Adanya kerjasama kampus dengan perusahaan, menandai bahwa komersialisasi pendidikan semakin nyata. Kampus memberi arena kepada perusahaan untuk berbisnis di dalam lingkungan akademik. Mahasiswa dalam hal ini adalah objek pasar (konsumen) yang dikorbankan untuk pemenuhan pembiayaan. Kampus sebagai laboratorium seakan berubah menjadi pasar yang tidak jauh berbeda dengan marketplace yang menawarkan kredit, cashback dan lain sebagainya.
Student Loan: perangkap pendidikan
Student loan adalah skema pinjaman biaya pendidikan untuk menempuh perguruan tinggi. Ide soal student loan sudah lama dijalankan di negara kapitalis seperti Amerika Serikat. Walaupun sistem ini sudah dijalankan oleh negara maju, bukan berarti kita harus meniru ide tersebut. Sebab pada kenyataannya model ini mempunyai resiko yang amat pelik.

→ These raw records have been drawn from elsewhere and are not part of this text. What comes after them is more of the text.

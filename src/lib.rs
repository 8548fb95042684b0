//! Link-local presence and chat over mDNS/DNS-SD, compatible with the
//! Bonjour chat flavors spoken by iChat, Gaim and XEP-0174 clients.

pub mod browser;
pub mod config;
pub mod directory;
pub mod discovery;
pub mod error;
pub mod events;
pub mod listener;
pub mod peer;
pub mod presence;
pub mod protocol;
pub mod provider;
pub mod session;
pub mod shutdown;
pub mod status;
pub mod transport;

#[cfg(test)]
mod test_utils;

pub use config::ProviderConfig;
pub use discovery::{DiscoveryService, MdnsDiscovery};
pub use error::{Error, Result};
pub use events::{EventSink, ProviderEvent, TypingState};
pub use peer::{ClientFlavor, PeerRecord};
pub use protocol::{ChatMessage, MessageKind};
pub use provider::ZeroconfProvider;
pub use status::PresenceStatus;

Di Amerika sendiri, kehidupan pahit menjerat para mahasiswa karena rantai hutang tidak terputus. Dikutip dari cnbcindonesia.com data laporan bank sentral AS, Federal Reserve, menunjukan 6,9 juta peminjaman student loan yang masih terjerat pinjaman di usia antara 40 dan 49 tahun, dan utang gabungan mereka berjumlah $229,6 miliar. Ini menunjukan warga Amerika memiliki rata-rata pinjaman pendidikan sebesar $33.765 perorang di usia 40-an.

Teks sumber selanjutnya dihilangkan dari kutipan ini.